Leremi would glide past defenders like they were invisible objects. Ask those who played against him, they’ll tell you. His vision was out of this world. In football, though, you are only as good as those around you, as it is a team sport. Even for a Lionel Messi, your teammates make you shine because they understand your strengths better. They are the people you spend most of your time with, be it on the training ground, trying to perfect your craft, or in camp preparing for the next game. And in the likes of Benedict Vilakazi, Joseph Makhanya and Lebohang Mokoena, Leremi had the perfect partners-in-crime. Talk about a bunch of little guys who made life a living hell for many opposition teams. Who can ever forget that 2004/05 season under Kosta Papic at Orlando Pirates, where these and other Bucs players endeared themselves to Mzansi fans with their intricate passing game and quick movement into the opposition half, not to mention the precision in everything they did? Man, that team ran you ragged. Just unfortunate that it all ended in agony, with Kaizer Chiefs pipping them to the league title on the last day of the season, but to this day, fans can’t stop talking about that team. Why? Because we love a beautiful thing in Mzansi, and it’s no exception with football. And Gift Leremi fed that addiction.

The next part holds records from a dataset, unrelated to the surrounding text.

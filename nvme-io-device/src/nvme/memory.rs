//! Memory-backed driver.
//!
//! Implements the driver traits entirely in process memory, the same way a
//! malloc block device stands in for real hardware. Namespaces keep only the
//! sectors that were written, so a large namespace costs nothing until it is
//! used.
//!
//! Commands are queued at submission and executed when completions are
//! processed, in submission order. A controller can be frozen to make
//! submission block, which is how tests model a queue pair that stopped
//! making progress.
//!
//! # Example
//!
//! ```
//! use nvme_io_device::nvme::{MemoryController, MemoryDriver, TransportId};
//!
//! let ctrlr = MemoryController::builder(TransportId::pcie("0000:00:04.0")?)
//!     .namespace(1, 512, 2 * 1024 * 1024)
//!     .build();
//! let driver = MemoryDriver::new().with_controller(ctrlr);
//! # Ok::<(), nvme_io_device::Error>(())
//! ```

use std::collections::{BTreeMap, HashMap, VecDeque};
use std::sync::atomic::{AtomicBool, AtomicI32, AtomicU16, AtomicU32, AtomicUsize, Ordering};
use std::sync::{Arc, Condvar, Mutex, PoisonError};

use tracing::debug;

use crate::config::{EnvOpts, LogLevel};
use crate::context::{IoContext, IoDirection};
use crate::error::{Error, Result};

use super::controller::NvmeController;
use super::driver::{NvmeControllerOps, NvmeDriver, NvmeQpairOps, Rejected};
use super::namespace::NvmeNamespace;
use super::opts::NvmeQpairOpts;
use super::status::{NvmeCompletion, NvmeStatus, SC_INVALID_NAMESPACE_OR_FORMAT, SC_LBA_OUT_OF_RANGE};
use super::transport::TransportId;

/// Default number of I/O queue pairs a memory controller hands out.
const DEFAULT_MAX_IO_QPAIRS: u32 = 64;

/// Driver whose controllers live in memory.
#[derive(Default)]
pub struct MemoryDriver {
    controllers: Vec<Arc<MemoryController>>,
    env_init_rc: i32,
    probe_rc: i32,
    env_initialized: AtomicBool,
    log_level: Mutex<Option<LogLevel>>,
}

impl MemoryDriver {
    pub fn new() -> Self {
        Self::default()
    }

    /// Add a controller to be discovered by [`probe`](NvmeDriver::probe).
    pub fn with_controller(mut self, ctrlr: Arc<MemoryController>) -> Self {
        self.controllers.push(ctrlr);
        self
    }

    /// Make environment initialization fail with `rc`.
    pub fn fail_env_init(mut self, rc: i32) -> Self {
        self.env_init_rc = rc;
        self
    }

    /// Make controller enumeration fail with `rc`.
    pub fn fail_probe(mut self, rc: i32) -> Self {
        self.probe_rc = rc;
        self
    }

    /// Whether [`init_env`](NvmeDriver::init_env) has succeeded.
    pub fn env_initialized(&self) -> bool {
        self.env_initialized.load(Ordering::Acquire)
    }

    /// Log level handed over at environment initialization.
    pub fn log_level(&self) -> Option<LogLevel> {
        *self.log_level.lock().unwrap_or_else(PoisonError::into_inner)
    }
}

impl NvmeDriver for MemoryDriver {
    fn init_env(&self, opts: &EnvOpts) -> std::result::Result<(), i32> {
        if self.env_init_rc != 0 {
            return Err(self.env_init_rc);
        }
        // The environment can be set up once per process
        if self.env_initialized.swap(true, Ordering::AcqRel) {
            return Err(-libc::EALREADY);
        }
        *self.log_level.lock().unwrap_or_else(PoisonError::into_inner) = Some(opts.log_level);
        debug!(name = %opts.name, mem_size_mb = ?opts.mem_size_mb, "memory driver environment ready");
        Ok(())
    }

    fn unaffinitize_thread(&self) {
        // No cores are reserved
    }

    fn probe(
        &self,
        probe_cb: &mut dyn FnMut(&TransportId) -> bool,
        attach_cb: &mut dyn FnMut(NvmeController),
    ) -> std::result::Result<(), i32> {
        if self.probe_rc != 0 {
            return Err(self.probe_rc);
        }
        for ctrlr in &self.controllers {
            if !probe_cb(ctrlr.trid()) {
                debug!(trid = %ctrlr.trid(), "probe declined controller");
                continue;
            }
            ctrlr.attached.store(true, Ordering::Release);
            debug!(trid = %ctrlr.trid(), "attached controller");
            attach_cb(NvmeController::new(Arc::clone(ctrlr)));
        }
        Ok(())
    }
}

/// Blocks submitters while closed.
#[derive(Default)]
struct Gate {
    frozen: Mutex<bool>,
    cond: Condvar,
}

impl Gate {
    fn set(&self, frozen: bool) {
        *self.frozen.lock().unwrap_or_else(PoisonError::into_inner) = frozen;
        self.cond.notify_all();
    }

    fn wait_open(&self) {
        let mut frozen = self.frozen.lock().unwrap_or_else(PoisonError::into_inner);
        while *frozen {
            frozen = self.cond.wait(frozen).unwrap_or_else(PoisonError::into_inner);
        }
    }
}

/// Controller backed by memory.
pub struct MemoryController {
    trid: TransportId,
    namespaces: BTreeMap<u32, Arc<MemoryNamespace>>,
    max_io_qpairs: u32,
    live_qpairs: AtomicU32,
    next_qpair_id: AtomicU16,
    attached: AtomicBool,
    detach_count: AtomicUsize,
    qpair_failure: AtomicI32,
    submit_failure: AtomicI32,
    gate: Gate,
}

impl MemoryController {
    pub fn builder(trid: TransportId) -> MemoryControllerBuilder {
        MemoryControllerBuilder {
            trid,
            namespaces: BTreeMap::new(),
            max_io_qpairs: DEFAULT_MAX_IO_QPAIRS,
        }
    }

    pub fn trid(&self) -> &TransportId {
        &self.trid
    }

    /// Namespace storage, active or not.
    pub fn storage(&self, ns_id: u32) -> Option<&Arc<MemoryNamespace>> {
        self.namespaces.get(&ns_id)
    }

    /// Attached by a probe and not detached since.
    pub fn is_attached(&self) -> bool {
        self.attached.load(Ordering::Acquire)
    }

    /// Number of times the controller was detached.
    pub fn detach_count(&self) -> usize {
        self.detach_count.load(Ordering::Acquire)
    }

    /// Queue pairs currently allocated.
    pub fn live_qpairs(&self) -> u32 {
        self.live_qpairs.load(Ordering::Acquire)
    }

    /// Block command submission on every queue pair until [`thaw`](Self::thaw).
    pub fn freeze(&self) {
        self.gate.set(true);
    }

    pub fn thaw(&self) {
        self.gate.set(false);
    }

    /// Make every submission fail synchronously with `rc`.
    /// `None` restores normal operation.
    pub fn fail_submissions(&self, rc: Option<i32>) {
        self.submit_failure.store(rc.unwrap_or(0), Ordering::Release);
    }

    /// Make completion processing fail with `rc` on every queue pair.
    /// `None` restores normal operation.
    pub fn fail_qpairs(&self, rc: Option<i32>) {
        self.qpair_failure.store(rc.unwrap_or(0), Ordering::Release);
    }
}

impl NvmeControllerOps for Arc<MemoryController> {
    fn trid(&self) -> &TransportId {
        &self.trid
    }

    fn num_namespaces(&self) -> u32 {
        self.namespaces.keys().next_back().copied().unwrap_or(0)
    }

    fn namespace(&self, ns_id: u32) -> Option<NvmeNamespace> {
        self.namespaces.get(&ns_id).map(|ns| ns.describe())
    }

    fn alloc_io_qpair(&self, opts: &NvmeQpairOpts) -> Result<Box<dyn NvmeQpairOps>> {
        let max = self.max_io_qpairs;
        self.live_qpairs
            .fetch_update(Ordering::AcqRel, Ordering::Acquire, |live| {
                (live < max).then_some(live + 1)
            })
            .map_err(|_| Error::from_rc(-libc::ENOMEM))?;

        let id = self.next_qpair_id.fetch_add(1, Ordering::Relaxed).wrapping_add(1);
        debug!(trid = %self.trid, qpair = id, "allocated I/O qpair");
        Ok(Box::new(MemoryQpair {
            id,
            ctrlr: Arc::clone(self),
            max_requests: opts.effective_requests() as usize,
            pending: VecDeque::new(),
            next_cid: 0,
        }))
    }

    fn detach(&self) {
        self.attached.store(false, Ordering::Release);
        self.detach_count.fetch_add(1, Ordering::AcqRel);
    }
}

/// Builder for [`MemoryController`].
pub struct MemoryControllerBuilder {
    trid: TransportId,
    namespaces: BTreeMap<u32, Arc<MemoryNamespace>>,
    max_io_qpairs: u32,
}

impl MemoryControllerBuilder {
    /// Add an active namespace.
    pub fn namespace(mut self, id: u32, sector_size: u32, num_sectors: u64) -> Self {
        self.namespaces.insert(
            id,
            Arc::new(MemoryNamespace::new(id, sector_size, num_sectors, true)),
        );
        self
    }

    /// Add a namespace slot that reports as inactive.
    pub fn inactive_namespace(mut self, id: u32, sector_size: u32, num_sectors: u64) -> Self {
        self.namespaces.insert(
            id,
            Arc::new(MemoryNamespace::new(id, sector_size, num_sectors, false)),
        );
        self
    }

    pub fn max_io_qpairs(mut self, max: u32) -> Self {
        self.max_io_qpairs = max;
        self
    }

    pub fn build(self) -> Arc<MemoryController> {
        Arc::new(MemoryController {
            trid: self.trid,
            namespaces: self.namespaces,
            max_io_qpairs: self.max_io_qpairs,
            live_qpairs: AtomicU32::new(0),
            next_qpair_id: AtomicU16::new(0),
            attached: AtomicBool::new(false),
            detach_count: AtomicUsize::new(0),
            qpair_failure: AtomicI32::new(0),
            submit_failure: AtomicI32::new(0),
            gate: Gate::default(),
        })
    }
}

/// Sparse sector storage for one namespace.
pub struct MemoryNamespace {
    id: u32,
    sector_size: u32,
    num_sectors: u64,
    active: bool,
    sectors: Mutex<HashMap<u64, Box<[u8]>>>,
    injected: Mutex<VecDeque<NvmeStatus>>,
}

impl MemoryNamespace {
    fn new(id: u32, sector_size: u32, num_sectors: u64, active: bool) -> Self {
        Self {
            id,
            sector_size,
            num_sectors,
            active,
            sectors: Mutex::new(HashMap::new()),
            injected: Mutex::new(VecDeque::new()),
        }
    }

    pub fn describe(&self) -> NvmeNamespace {
        NvmeNamespace::new(self.id, self.sector_size, self.num_sectors, self.active)
    }

    /// Fail the next command on this namespace with `status`.
    ///
    /// Injected statuses are consumed in order, one per command.
    pub fn inject_error(&self, status: NvmeStatus) {
        self.injected
            .lock()
            .unwrap_or_else(PoisonError::into_inner)
            .push_back(status);
    }

    /// Contents of one sector; unwritten sectors read as zeroes.
    pub fn sector(&self, lba: u64) -> Vec<u8> {
        let sectors = self.sectors.lock().unwrap_or_else(PoisonError::into_inner);
        match sectors.get(&lba) {
            Some(data) => data.to_vec(),
            None => vec![0; self.sector_size as usize],
        }
    }

    /// Number of sectors holding data.
    pub fn sectors_written(&self) -> usize {
        self.sectors.lock().unwrap_or_else(PoisonError::into_inner).len()
    }

    fn transfer(&self, direction: IoDirection, lba: u64, lba_count: u32, buf: &mut [u8]) -> NvmeStatus {
        if let Some(status) = self
            .injected
            .lock()
            .unwrap_or_else(PoisonError::into_inner)
            .pop_front()
        {
            return status;
        }

        let in_range = lba
            .checked_add(u64::from(lba_count))
            .is_some_and(|end| end <= self.num_sectors);
        if !in_range {
            return NvmeStatus::generic(SC_LBA_OUT_OF_RANGE);
        }

        let sector_size = self.sector_size as usize;
        let mut sectors = self.sectors.lock().unwrap_or_else(PoisonError::into_inner);
        for (i, chunk) in buf.chunks_mut(sector_size).enumerate() {
            let sector_lba = lba + i as u64;
            match direction {
                IoDirection::Read => match sectors.get(&sector_lba) {
                    Some(data) => chunk.copy_from_slice(data),
                    None => chunk.fill(0),
                },
                IoDirection::Write => {
                    sectors.insert(sector_lba, chunk.to_vec().into_boxed_slice());
                }
            }
        }
        NvmeStatus::SUCCESS
    }
}

struct MemoryQpair {
    id: u16,
    ctrlr: Arc<MemoryController>,
    max_requests: usize,
    pending: VecDeque<(u16, Box<IoContext>)>,
    next_cid: u16,
}

impl NvmeQpairOps for MemoryQpair {
    fn id(&self) -> u16 {
        self.id
    }

    fn submit(&mut self, io: Box<IoContext>) -> std::result::Result<(), Rejected> {
        self.ctrlr.gate.wait_open();

        if !self.ctrlr.is_attached() {
            return Err(Rejected { io, rc: -libc::ENXIO });
        }
        let rc = self.ctrlr.submit_failure.load(Ordering::Acquire);
        if rc != 0 {
            return Err(Rejected { io, rc });
        }
        if self.pending.len() >= self.max_requests {
            return Err(Rejected { io, rc: -libc::ENOMEM });
        }

        let cid = self.next_cid;
        self.next_cid = self.next_cid.wrapping_add(1);
        self.pending.push_back((cid, io));
        Ok(())
    }

    fn process_completions(
        &mut self,
        max_completions: u32,
        on_complete: &mut dyn FnMut(Box<IoContext>, NvmeCompletion),
    ) -> std::result::Result<u32, i32> {
        let rc = self.ctrlr.qpair_failure.load(Ordering::Acquire);
        if rc != 0 {
            return Err(rc);
        }

        let limit = match max_completions {
            0 => self.pending.len(),
            max => self.pending.len().min(max as usize),
        };
        for _ in 0..limit {
            let Some((cid, mut io)) = self.pending.pop_front() else {
                break;
            };
            let status = match self.ctrlr.namespaces.get(&io.nsid()) {
                Some(ns) if ns.active => {
                    let (direction, lba, lba_count) = (io.direction(), io.lba(), io.lba_count());
                    ns.transfer(direction, lba, lba_count, io.buf_mut().as_mut_slice())
                }
                _ => NvmeStatus::generic(SC_INVALID_NAMESPACE_OR_FORMAT),
            };
            on_complete(io, NvmeCompletion::with_status(self.id, cid, status));
        }
        Ok(limit as u32)
    }

    fn outstanding(&self) -> usize {
        self.pending.len()
    }
}

impl Drop for MemoryQpair {
    fn drop(&mut self) {
        self.ctrlr.live_qpairs.fetch_sub(1, Ordering::AcqRel);
    }
}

All of that said, one is left pondering whether there was more for Leremi to give, considering he always seemed to operate in first gear. Could our beloved superstar have been cheating us then, not giving his absolute best? Was it a comfort zone thing? Why had he not moved overseas already? Well, looking at how young he was, it is death that cheated us and robbed us of seeing many more moments of “Vava Voom” expressing his God-given talent and inspiring other kids who came from a similar background and who were just as talented and just needed that breakthrough. I guess only God knows where he could been with his career, or what he could have achieved, had he not been so tragically taken away from us. However, another question that keeps gnawing at me is why our game is no longer producing characters and personalities of the kind of Gift Leremi. Back in the day, masses would flock to the stadiums just to see Leremi or Steve Lekoelea in action, even taking their whole families with to share in the experience, something that no longer happens these days. Players who make your heart skip a few beats or your blood levels shoot up, purely because of what they are able to do with a ball on their feet, are sadly few and far between. The honest truth is that in the main, we are left with players who can’t trap a ball to save their life, can’t put in a decent cross, can’t direct a header towards target from a corner kick. Can’t, can’t, can’t. It’s just a whole bunch of “can’ts”.
May your soul continue to rest in peace, Mpho Gift Leremi.